Plaintiff Integrated Global Concepts, Inc. seeks additional documents and deposition time from Nicholas Morosoff. Morosoff is the former General Counsel of Defendant j2 Global, Inc. Morosoff has asserted privilege over various documents he kept in his possession after he left j2 and as he continued to provide advice to j2 to help the new General Counsel get up to speed. IGC disputes that any privilege properly applies, and urges that even if it does, that privilege was waived by virtue of the document access enjoyed by Morosoff's next and current employer, CIM Group.
j2 has the better of the argument on privilege.
First, although it bears the burden of establishing privilege, j2 has met that burden. California law governs whether j2's documents are protected by the attorney-client privilege. Here, IGC claims breach of a contract that expressly selects California law as the applicable law. Morosoff's post-employment agreement with j2 makes clear that Morosoff was providing legal advice,  and under California law, communications in the course of the attorney-client relationship are presumed confidential for privilege purposes. In any event, Morosoff has tendered a log in which he assert that each document at issue reflected that legal advice. Because IGC has not challenged that log, j2's actions are sufficient.
Second, Morosoff did not waive the privilege merely by storing the disputed documents on the worksite of his current employer. Morosoff has kept the documents on a password-protected hard drive, and there is no evidence that anyone at CIM other than Morosoff had access to, much less actually accessed, the privileged documents, and Morosoff's uncontradicted, sworn statements establish the contrary. While Morosoff appears to have kept copies of the documents on CIM's network for archival purposes, attorney-client communications do not lose their privileged character "for the sole reason that [they are] communicated by electronic means or because persons involved in the delivery, facilitation, or storage of electronic communications may have access to the content of the communication[s]." As such, there has been no disclosure and consequently no waiver. Even if Morosoff had disclosed j2's privileged documents, he could not have waived j2's attorney-client privilege. Only the holder of the privilege can waive it and that the client, not the attorney, holds the attorney-client privilege. j2's post-employment agreement with Morosoff makes clear it has not waived its rights.

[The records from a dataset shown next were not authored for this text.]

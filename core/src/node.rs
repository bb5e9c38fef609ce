//! Build agents ("nodes" / "computers" in the server's API).

use serde_json::{json, Value};

use crate::client::JenkinsClient;
use crate::decode::Discard;
use crate::dispatcher::RequestDispatcher;
use crate::error::ApiError;
use crate::http::{escape, path_segment, RequestDescriptor};
use crate::job::refresh_created;
use crate::reconcile::{MutationKind, MutationOutcome, MutationReconciler};
use crate::resource::RemoteResourceHandle;
use crate::types::{ComputerList, NodeRecord};

/// Descriptor of a permanent agent.
pub const AGENT_DESCRIPTOR: &str = "hudson.slaves.DumbSlave$DescriptorImpl";

const JNLP_LAUNCHER: &str = "hudson.slaves.JNLPLauncher";
const SSH_LAUNCHER: &str = "hudson.plugins.sshslaves.SSHLauncher";
const RETENTION_ALWAYS: &str = "hudson.slaves.RetentionStrategy$Always";

/// How the scheduler uses an agent.
#[derive(Debug, Clone, Copy, Default, PartialEq, Eq)]
pub enum NodeMode {
    /// Run any job that fits.
    #[default]
    Normal,
    /// Only run jobs whose label expression names this agent.
    Exclusive,
}

impl NodeMode {
    pub fn as_str(&self) -> &'static str {
        match self {
            NodeMode::Normal => "NORMAL",
            NodeMode::Exclusive => "EXCLUSIVE",
        }
    }
}

/// Settings shared by every agent type.
#[derive(Debug, Clone, Default)]
pub struct NodeOptions {
    pub name: String,
    pub description: String,
    pub num_executors: u32,
    pub remote_fs: String,
    pub labels: String,
    pub mode: NodeMode,
}

/// An agent the controller starts over SSH.
#[derive(Debug, Clone, Default)]
pub struct SshNodeOptions {
    pub node: NodeOptions,
    pub host: String,
    pub port: u16,
    pub credentials_id: String,
}

fn computer_path(name: &str) -> String {
    format!("/computer/{}", path_segment(name))
}

/// The controller lists itself under a display name but is addressed by a
/// fixed path segment.
fn controller_segment(display_name: &str) -> &str {
    match display_name {
        "master" => "(master)",
        "Built-In Node" => "(built-in)",
        other => other,
    }
}

fn agent_form(options: &NodeOptions, launcher: Value) -> Value {
    json!({
        "name": options.name,
        "nodeDescription": options.description,
        "remoteFS": options.remote_fs,
        "numExecutors": options.num_executors,
        "labelString": options.labels,
        "mode": options.mode.as_str(),
        "type": AGENT_DESCRIPTOR,
        "retentionStrategy": { "stapler-class": RETENTION_ALWAYS, "$class": RETENTION_ALWAYS },
        "nodeProperties": { "stapler-class-bag": "true" },
        "launcher": launcher,
    })
}

#[derive(Debug)]
pub struct Node<'a> {
    handle: RemoteResourceHandle<'a, NodeRecord>,
}

impl<'a> Node<'a> {
    pub fn base_path(&self) -> &str {
        self.handle.base_path()
    }

    pub fn name(&self) -> &str {
        self.handle.identity().unwrap_or_default()
    }

    pub fn details(&self) -> Option<&NodeRecord> {
        self.handle.snapshot()
    }

    pub fn poll(&mut self) -> Result<u16, ApiError> {
        self.handle.poll()
    }

    pub fn is_online(&self) -> bool {
        self.details().is_some_and(|node| !node.offline)
    }

    pub fn is_temporarily_offline(&self) -> bool {
        self.details().is_some_and(|node| node.temporarily_offline)
    }

    /// Flip the agent's temporarily-offline flag and refresh. 400 is accepted
    /// as "nothing to change".
    pub fn toggle_temporarily_offline(&mut self, message: &str) -> Result<(), ApiError> {
        let path = format!("{}/toggleOffline", self.base_path());
        let request = RequestDescriptor::post(path.clone()).query("offlineMessage", escape(message));
        let response = self.handle.dispatcher().send(&request, &Discard)?;
        if !response.envelope.is_tolerated() {
            return Err(ApiError::Status {
                status: response.status(),
                path,
            });
        }
        self.handle.poll()?;
        Ok(())
    }

    pub fn delete(self) -> Result<MutationOutcome, ApiError> {
        delete_node(
            self.handle.dispatcher(),
            self.base_path().to_string(),
            self.name(),
        )
    }
}

fn delete_node(
    dispatcher: &RequestDispatcher,
    path: String,
    name: &str,
) -> Result<MutationOutcome, ApiError> {
    let request = RequestDescriptor::post(format!("{path}/doDelete"));
    let mut target = RemoteResourceHandle::<NodeRecord>::new(dispatcher, path.clone());
    MutationReconciler::new(dispatcher)
        .reconcile(MutationKind::Delete, &request, &mut target, name)?
        .ensure(&path)
}

impl JenkinsClient {
    /// `None` when the agent does not answer 200.
    pub fn get_node(&self, name: &str) -> Result<Option<Node<'_>>, ApiError> {
        let mut handle = RemoteResourceHandle::new(self.dispatcher(), computer_path(name));
        Ok(match handle.poll()? {
            200 => Some(Node { handle }),
            _ => None,
        })
    }

    /// Every agent, including the controller.
    pub fn get_all_nodes(&self) -> Result<Vec<Node<'_>>, ApiError> {
        let mut handle = RemoteResourceHandle::<ComputerList>::new(self.dispatcher(), "/computer");
        let list = handle.fetch()?;
        let mut nodes = Vec::with_capacity(list.computer.len());
        for computer in &list.computer {
            if let Some(node) = self.get_node(controller_segment(&computer.display_name))? {
                nodes.push(node);
            }
        }
        Ok(nodes)
    }

    /// Create an inbound (JNLP) agent. An existing agent with the same name
    /// is returned unchanged.
    pub fn create_node(&self, options: &NodeOptions) -> Result<Node<'_>, ApiError> {
        if let Some(node) = self.get_node(&options.name)? {
            return Ok(node);
        }
        let form = agent_form(options, json!({ "stapler-class": JNLP_LAUNCHER }));
        self.submit_node(&options.name, &form)
    }

    /// Create an agent launched over SSH. Fails if the name is taken.
    pub fn create_ssh_node(&self, options: &SshNodeOptions) -> Result<Node<'_>, ApiError> {
        if self.get_node(&options.node.name)?.is_some() {
            return Err(ApiError::AlreadyExists {
                kind: "node",
                name: options.node.name.clone(),
            });
        }
        let launcher = json!({
            "stapler-class": SSH_LAUNCHER,
            "$class": SSH_LAUNCHER,
            "host": options.host,
            "port": options.port.to_string(),
            "credentialsId": options.credentials_id,
            "launchTimeoutSeconds": "900",
            "maxNumRetries": "30",
            "retryWaitTime": "30",
        });
        let form = agent_form(&options.node, launcher);
        self.submit_node(&options.node.name, &form)
    }

    pub fn delete_node(&self, name: &str) -> Result<MutationOutcome, ApiError> {
        delete_node(self.dispatcher(), computer_path(name), name)
    }

    fn submit_node(&self, name: &str, form: &Value) -> Result<Node<'_>, ApiError> {
        let path = computer_path(name);
        let request = RequestDescriptor::post("/computer/doCreateItem")
            .query("name", escape(name))
            .query("type", escape(AGENT_DESCRIPTOR))
            .query("json", escape(&form.to_string()));
        let mut handle = RemoteResourceHandle::new(self.dispatcher(), path.clone());
        let outcome = MutationReconciler::new(self.dispatcher())
            .reconcile(MutationKind::Create, &request, &mut handle, name)?
            .ensure(&path)?;
        if !outcome.reconciled {
            refresh_created(&mut handle);
        }
        Ok(Node { handle })
    }
}
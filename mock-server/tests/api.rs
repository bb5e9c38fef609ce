use axum::http::{self, Request, StatusCode};
use http_body_util::BodyExt;
use mock_server::{app, router, Registry, VERSION};
use serde_json::Value;
use tower::ServiceExt;

async fn body_json(response: axum::response::Response) -> Value {
    let bytes = response.into_body().collect().await.unwrap().to_bytes();
    serde_json::from_slice(&bytes).unwrap()
}

async fn body_bytes(response: axum::response::Response) -> bytes::Bytes {
    response.into_body().collect().await.unwrap().to_bytes()
}

fn request(method: &str, uri: &str, body: &str) -> Request<String> {
    Request::builder()
        .method(method)
        .uri(uri)
        .body(body.to_string())
        .unwrap()
}

fn seeded() -> Registry {
    let mut registry = Registry::new();
    registry.add_job("job/alpha", "<project/>");
    registry
}

// --- root ---

#[tokio::test]
async fn root_lists_jobs_and_carries_version_header() {
    let app = router(seeded().shared());
    let resp = app.oneshot(request("GET", "/api/json", "")).await.unwrap();

    assert_eq!(resp.status(), StatusCode::OK);
    assert_eq!(resp.headers()["x-jenkins"], VERSION);
    let root = body_json(resp).await;
    assert_eq!(root["jobs"][0]["name"], "alpha");
    assert_eq!(root["views"][0]["name"], "all");
}

#[tokio::test]
async fn unknown_path_returns_404_with_version_header() {
    let resp = app().oneshot(request("GET", "/nowhere/api/json", "")).await.unwrap();
    assert_eq!(resp.status(), StatusCode::NOT_FOUND);
    assert_eq!(resp.headers()["x-jenkins"], VERSION);
}

// --- items ---

#[tokio::test]
async fn create_item_stores_config_and_rejects_duplicates() {
    let db = Registry::new().shared();

    let resp = router(db.clone())
        .oneshot(request("POST", "/createItem/?name=alpha", "<project/>"))
        .await
        .unwrap();
    assert_eq!(resp.status(), StatusCode::OK);

    let resp = router(db.clone())
        .oneshot(request("GET", "/job/alpha/config.xml/", ""))
        .await
        .unwrap();
    assert_eq!(body_bytes(resp).await, "<project/>");

    let resp = router(db)
        .oneshot(request("POST", "/createItem/?name=alpha", "<project/>"))
        .await
        .unwrap();
    assert_eq!(resp.status(), StatusCode::BAD_REQUEST);
}

#[tokio::test]
async fn folders_nest_items() {
    let db = Registry::new().shared();
    let folder_mode = format!("/createItem/?name=team&mode={}", mock_server::FOLDER_CLASS);
    router(db.clone())
        .oneshot(request("POST", &folder_mode, ""))
        .await
        .unwrap();
    let resp = router(db.clone())
        .oneshot(request("POST", "/job/team/createItem/?name=svc", "<project/>"))
        .await
        .unwrap();
    assert_eq!(resp.status(), StatusCode::OK);

    let resp = router(db)
        .oneshot(request("GET", "/job/team/api/json", ""))
        .await
        .unwrap();
    let folder = body_json(resp).await;
    assert_eq!(folder["_class"], mock_server::FOLDER_CLASS);
    assert_eq!(folder["jobs"][0]["name"], "svc");
    assert_eq!(folder["jobs"][0]["url"], "/job/team/job/svc/");
}

#[tokio::test]
async fn build_answers_201_with_queue_location() {
    let db = seeded().shared();
    let resp = router(db.clone())
        .oneshot(request("POST", "/job/alpha/buildWithParameters/?BRANCH=main", ""))
        .await
        .unwrap();
    assert_eq!(resp.status(), StatusCode::CREATED);
    assert_eq!(resp.headers()[http::header::LOCATION], "/queue/item/1/");

    let resp = router(db)
        .oneshot(request("GET", "/job/alpha/1/consoleText/", ""))
        .await
        .unwrap();
    let console = body_bytes(resp).await;
    assert!(String::from_utf8_lossy(&console).contains("BRANCH=main"));
}

#[tokio::test]
async fn toggling_to_current_state_answers_400() {
    let db = seeded().shared();
    let resp = router(db.clone())
        .oneshot(request("POST", "/job/alpha/enable/", ""))
        .await
        .unwrap();
    assert_eq!(resp.status(), StatusCode::BAD_REQUEST);

    let resp = router(db)
        .oneshot(request("POST", "/job/alpha/disable/", ""))
        .await
        .unwrap();
    assert_eq!(resp.status(), StatusCode::OK);
}

// --- faults ---

#[tokio::test]
async fn applied_fault_commits_then_reports_error() {
    let mut registry = seeded();
    registry.inject_fault("DELETE", "/job/alpha/", 500, true);
    let db = registry.shared();

    let resp = router(db.clone())
        .oneshot(request("DELETE", "/job/alpha/", ""))
        .await
        .unwrap();
    assert_eq!(resp.status(), StatusCode::INTERNAL_SERVER_ERROR);
    assert!(db.read().await.item("job/alpha").is_none());
}

#[tokio::test]
async fn unapplied_fault_is_one_shot() {
    let mut registry = seeded();
    registry.inject_fault("GET", "job/alpha", 503, false);
    let db = registry.shared();

    let resp = router(db.clone())
        .oneshot(request("GET", "/job/alpha/api/json", ""))
        .await
        .unwrap();
    assert_eq!(resp.status(), StatusCode::SERVICE_UNAVAILABLE);

    let resp = router(db)
        .oneshot(request("GET", "/job/alpha/api/json", ""))
        .await
        .unwrap();
    assert_eq!(resp.status(), StatusCode::OK);
    assert_eq!(body_json(resp).await["name"], "alpha");
}

// --- auth and recording ---

#[tokio::test]
async fn required_credentials_gate_every_request() {
    let mut registry = seeded();
    registry.require_credentials("admin", "admin");
    let db = registry.shared();

    let resp = router(db.clone())
        .oneshot(request("GET", "/api/json", ""))
        .await
        .unwrap();
    assert_eq!(resp.status(), StatusCode::UNAUTHORIZED);

    let authorized = Request::builder()
        .uri("/api/json")
        .header(http::header::AUTHORIZATION, "Basic YWRtaW46YWRtaW4=")
        .body(String::new())
        .unwrap();
    let resp = router(db.clone()).oneshot(authorized).await.unwrap();
    assert_eq!(resp.status(), StatusCode::OK);

    let registry = db.read().await;
    assert_eq!(registry.requests.len(), 2);
    assert_eq!(registry.requests[0].authorization, None);
}

#[tokio::test]
async fn multipart_parts_are_recorded() {
    let db = Registry::new().shared();
    let body = "--XYZ\r\n\
        Content-Disposition: form-data; name=\"file\"; filename=\"tool.hpi\"\r\n\
        Content-Type: application/octet-stream\r\n\r\n\
        archive\r\n\
        --XYZ--\r\n";
    let upload = Request::builder()
        .method("POST")
        .uri("/pluginManager/uploadPlugin/")
        .header(http::header::CONTENT_TYPE, "multipart/form-data; boundary=XYZ")
        .body(body.to_string())
        .unwrap();
    let resp = router(db.clone()).oneshot(upload).await.unwrap();
    assert_eq!(resp.status(), StatusCode::OK);

    let registry = db.read().await;
    let sent = registry.requests_to("POST", "pluginManager/uploadPlugin");
    assert_eq!(sent[0].parts[0].file_name.as_deref(), Some("tool.hpi"));
    assert_eq!(sent[0].parts[0].bytes, b"archive");
    assert_eq!(registry.plugins[0].short_name, "tool");
}

// --- nodes and views ---

#[tokio::test]
async fn computer_list_includes_built_in_node() {
    let resp = app().oneshot(request("GET", "/computer/api/json", "")).await.unwrap();
    let list = body_json(resp).await;
    assert_eq!(list["computer"][0]["displayName"], "Built-In Node");
    assert_eq!(list["totalExecutors"], 2);
}

#[tokio::test]
async fn create_view_then_add_job() {
    let db = seeded().shared();
    let resp = router(db.clone())
        .oneshot(request(
            "POST",
            "/createView/?name=ci&mode=hudson.model.ListView",
            "",
        ))
        .await
        .unwrap();
    assert_eq!(resp.status(), StatusCode::OK);

    router(db.clone())
        .oneshot(request("POST", "/view/ci/addJobToView/?name=alpha", ""))
        .await
        .unwrap();
    let resp = router(db)
        .oneshot(request("GET", "/view/ci/api/json", ""))
        .await
        .unwrap();
    let view = body_json(resp).await;
    assert_eq!(view["jobs"][0]["name"], "alpha");
}
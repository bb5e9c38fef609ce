//! Response body decoding.
//!
//! The caller picks a [`Decoder`] at every call site: [`RawText`] for
//! documents such as `config.xml` or console output, [`Structured`] for
//! JSON records, [`Discard`] when only the status matters. Decoding never
//! fails the request itself; the result travels next to the envelope in
//! [`Response::decoded`].

use std::marker::PhantomData;

use serde::de::DeserializeOwned;
use thiserror::Error;

use crate::error::ApiError;
use crate::http::ResponseEnvelope;

/// A structured body did not parse into the requested record.
#[derive(Debug, Error)]
#[error("could not decode structured response: {0}")]
pub struct DecodeError(#[from] serde_json::Error);

pub trait Decoder {
    type Output;

    fn decode(&self, body: &[u8]) -> Result<Self::Output, DecodeError>;
}

/// Body verbatim as text. Invalid UTF-8 is replaced, never rejected.
#[derive(Debug, Clone, Copy, Default)]
pub struct RawText;

impl Decoder for RawText {
    type Output = String;

    fn decode(&self, body: &[u8]) -> Result<String, DecodeError> {
        Ok(String::from_utf8_lossy(body).into_owned())
    }
}

/// Body parsed as JSON into `T`.
#[derive(Debug)]
pub struct Structured<T>(PhantomData<fn() -> T>);

impl<T> Structured<T> {
    pub fn new() -> Self {
        Structured(PhantomData)
    }
}

impl<T> Default for Structured<T> {
    fn default() -> Self {
        Self::new()
    }
}

impl<T: DeserializeOwned> Decoder for Structured<T> {
    type Output = T;

    fn decode(&self, body: &[u8]) -> Result<T, DecodeError> {
        Ok(serde_json::from_slice(body)?)
    }
}

/// Ignores the body.
#[derive(Debug, Clone, Copy, Default)]
pub struct Discard;

impl Decoder for Discard {
    type Output = ();

    fn decode(&self, _body: &[u8]) -> Result<(), DecodeError> {
        Ok(())
    }
}

/// A response together with the outcome of decoding its body.
#[derive(Debug)]
pub struct Response<T> {
    pub envelope: ResponseEnvelope,
    pub decoded: Result<T, DecodeError>,
}

impl<T> Response<T> {
    pub fn status(&self) -> u16 {
        self.envelope.status
    }

    pub fn value(&self) -> Option<&T> {
        self.decoded.as_ref().ok()
    }

    /// The decoded value, or a `Status` error when the status is not 2xx.
    pub fn into_value(self, path: &str) -> Result<T, ApiError> {
        if !self.envelope.is_success() {
            return Err(ApiError::Status {
                status: self.envelope.status,
                path: path.to_string(),
            });
        }
        Ok(self.decoded?)
    }
}

#[cfg(test)]
mod tests {
    use super::*;
    use crate::http::Origin;
    use serde::Deserialize;

    #[derive(Debug, Deserialize, PartialEq)]
    struct Named {
        name: String,
    }

    fn envelope(status: u16, body: &str) -> ResponseEnvelope {
        ResponseEnvelope {
            status,
            headers: Vec::new(),
            body: body.as_bytes().to_vec(),
            origin: Origin::Remote,
        }
    }

    #[test]
    fn raw_text_copies_body() {
        assert_eq!(RawText.decode(b"<project/>").unwrap(), "<project/>");
    }

    #[test]
    fn raw_text_replaces_invalid_utf8() {
        assert_eq!(RawText.decode(&[0x61, 0xff]).unwrap(), "a\u{fffd}");
    }

    #[test]
    fn structured_parses_record() {
        let named = Structured::<Named>::new().decode(br#"{"name":"alpha"}"#).unwrap();
        assert_eq!(named.name, "alpha");
    }

    #[test]
    fn structured_reports_malformed_body() {
        assert!(Structured::<Named>::new().decode(b"<html>").is_err());
        assert!(Structured::<Named>::new().decode(b"").is_err());
    }

    #[test]
    fn into_value_rejects_failure_status_before_decoding() {
        let response = Response {
            envelope: envelope(500, "oops"),
            decoded: Structured::<Named>::new().decode(b"oops"),
        };
        let err = response.into_value("/job/alpha").unwrap_err();
        assert_eq!(err.status(), Some(500));
    }

    #[test]
    fn into_value_surfaces_decode_failure() {
        let response = Response {
            envelope: envelope(200, "not json"),
            decoded: Structured::<Named>::new().decode(b"not json"),
        };
        assert!(response.value().is_none());
        assert!(matches!(
            response.into_value("/job/alpha"),
            Err(ApiError::Decode(_))
        ));
    }
}
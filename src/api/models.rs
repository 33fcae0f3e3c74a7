// Wire models for the judge API
//
// Shapes mirror what the judge actually serves. Fields the backend is
// known to omit on some responses carry serde defaults so a sparse
// payload deserializes instead of failing the whole screen.

use crate::session::{BoilerplateSet, Language, ProblemId};
use serde::{Deserialize, Serialize};
use std::collections::HashMap;

/// A curated problem collection shown on the dashboard
#[derive(Debug, Clone, Deserialize)]
pub struct Card {
    pub id: u32,
    pub title: String,
    #[serde(default)]
    pub description: String,
    pub question_count: u32,
}

/// One row of a problem list
#[derive(Debug, Clone, Deserialize)]
pub struct ProblemSummary {
    pub id: ProblemId,
    pub title: String,
    #[serde(default = "default_difficulty")]
    pub difficulty: String,
    #[serde(default)]
    pub tags: Vec<String>,
}

fn default_difficulty() -> String {
    "Medium".to_string()
}

/// A worked example shown on the description tab
#[derive(Debug, Clone, Deserialize)]
pub struct Example {
    pub input: String,
    pub output: String,
}

/// Full problem payload for the editor view
#[derive(Debug, Clone, Deserialize)]
pub struct ProblemDetail {
    pub id: ProblemId,
    pub title: String,
    pub description: String,
    #[serde(default)]
    pub input_format: String,
    #[serde(default)]
    pub output_format: String,
    #[serde(default)]
    pub solution: String,
    #[serde(default)]
    pub hints: Vec<String>,
    #[serde(default)]
    pub examples: Vec<Example>,
    /// Starter code keyed by language token
    #[serde(default)]
    pub boilerplate: HashMap<String, String>,
}

impl ProblemDetail {
    /// Boilerplate keyed by known languages. Tokens the client does not
    /// speak are skipped, not fatal - the judge may serve more languages
    /// than this client supports.
    pub fn boilerplate_set(&self) -> BoilerplateSet {
        let mut set = BoilerplateSet::new();
        for (token, code) in &self.boilerplate {
            match Language::parse(token) {
                Ok(language) => {
                    set.insert(language, code.clone());
                }
                Err(_) => {
                    tracing::debug!("Ignoring boilerplate for unknown language '{}'", token);
                }
            }
        }
        set
    }
}

/// Body for `POST /submit`
#[derive(Debug, Clone, Serialize)]
pub struct SubmitRequest {
    pub question_id: ProblemId,
    pub language: Language,
    pub code: String,
}

/// Per-test-case detail in a submission result
#[derive(Debug, Clone, Deserialize)]
pub struct CaseResult {
    #[serde(default)]
    pub test_case: u32,
    pub status: String,
    #[serde(default)]
    pub expected: String,
    #[serde(default)]
    pub actual: String,
}

impl CaseResult {
    pub fn failed(&self) -> bool {
        self.status == "Fail"
    }
}

/// Verdict for a full submission
#[derive(Debug, Clone, Deserialize)]
pub struct SubmitResult {
    pub status: String,
    #[serde(default)]
    pub runtime: f64,
    pub total_passed: u32,
    pub total_tests: u32,
    #[serde(default)]
    pub details: Vec<CaseResult>,
}

impl SubmitResult {
    pub fn accepted(&self) -> bool {
        self.status == "Accepted"
    }

    /// First failing case, used for the condensed console summary
    pub fn first_failure(&self) -> Option<&CaseResult> {
        self.details.iter().find(|d| d.failed())
    }
}

/// Body for `POST /submit/run`
#[derive(Debug, Clone, Serialize)]
pub struct RunRequest {
    pub language: Language,
    pub code: String,
    pub input_data: String,
}

/// Output of a custom-input run
#[derive(Debug, Clone, Deserialize)]
pub struct RunResult {
    pub output: String,
    pub is_error: bool,
}

#[cfg(test)]
mod tests {
    use super::*;

    #[test]
    fn problem_detail_decodes_judge_payload() {
        let json = r#"{
            "id": 42,
            "title": "Two Sum",
            "description": "Find two numbers that add to target.",
            "hints": ["Use a map"],
            "boilerplate": {"python": "pass", "java": "class Solution {}"},
            "examples": [{"input": "1 2", "output": "3"}]
        }"#;

        let detail: ProblemDetail = serde_json::from_str(json).unwrap();
        assert_eq!(detail.id, ProblemId(42));
        assert_eq!(detail.examples.len(), 1);
        // Omitted fields fall back to defaults
        assert_eq!(detail.input_format, "");

        let set = detail.boilerplate_set();
        assert_eq!(set.get(&Language::Python).map(String::as_str), Some("pass"));
        assert_eq!(set.len(), 2);
    }

    #[test]
    fn unknown_boilerplate_language_is_skipped() {
        let json = r#"{
            "id": 1,
            "title": "T",
            "description": "d",
            "boilerplate": {"python": "pass", "brainfuck": "+"}
        }"#;

        let detail: ProblemDetail = serde_json::from_str(json).unwrap();
        assert_eq!(detail.boilerplate_set().len(), 1);
    }

    #[test]
    fn summary_defaults_difficulty_and_tags() {
        let rows: Vec<ProblemSummary> =
            serde_json::from_str(r#"[{"id": 3, "title": "Rotate Array"}]"#).unwrap();
        assert_eq!(rows[0].difficulty, "Medium");
        assert!(rows[0].tags.is_empty());
    }

    #[test]
    fn submit_result_finds_first_failure() {
        let json = r#"{
            "status": "Wrong Answer",
            "runtime": 12.5,
            "total_passed": 1,
            "total_tests": 3,
            "details": [
                {"test_case": 1, "status": "Pass", "expected": "3", "actual": "3"},
                {"test_case": 2, "status": "Fail", "expected": "5", "actual": "4"}
            ]
        }"#;

        let result: SubmitResult = serde_json::from_str(json).unwrap();
        assert!(!result.accepted());
        assert_eq!(result.first_failure().unwrap().test_case, 2);
    }

    #[test]
    fn error_response_decodes_without_test_case_numbers() {
        // The judge's error shape omits test_case and runtime entirely
        let json = r#"{
            "status": "Error",
            "total_passed": 0,
            "total_tests": 0,
            "details": [{"status": "Fail", "actual": "No test cases found", "expected": ""}]
        }"#;

        let result: SubmitResult = serde_json::from_str(json).unwrap();
        assert_eq!(result.first_failure().unwrap().test_case, 0);
    }

    #[test]
    fn submit_request_serializes_language_token() {
        let req = SubmitRequest {
            question_id: ProblemId(42),
            language: Language::Python,
            code: "print(1)".into(),
        };
        let json = serde_json::to_value(&req).unwrap();
        assert_eq!(json["language"], "python");
        assert_eq!(json["question_id"], 42);
    }
}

As for IGC's separate request for a further deposition of Morosoff, IGC has identified various topics for which Morosoff clearly was not prepared. For example, Morosoff was not prepared to testify about what the terms in the disputed Release mean. Morosoff did not even know who drafted the Release, the subject matter of the patent claims in dispute, or even who most of the players in this case were. He did not know if j2 informed IGC regarding the patents IGC claims are subject to the Release. Nor did he have anything to say about Amendment No. 2 to the agreement containing the Release, which was executed after one of the patents-in-suit had issued. As a deponent designated under Fed.R.Civ.P. 30(b)(6), Morosoff had a duty to do more than rely on his memory. He had a duty to investigate. To remedy this situation, no later than March 27, 2014, IGC may take an additional 4 hours of deposition on the designated topics. To the extent any information discovered is relevant to the j2's pending summary judgment motion, IGC may request leave of Judge Whyte to supplement the record.
IT IS SO ORDERED.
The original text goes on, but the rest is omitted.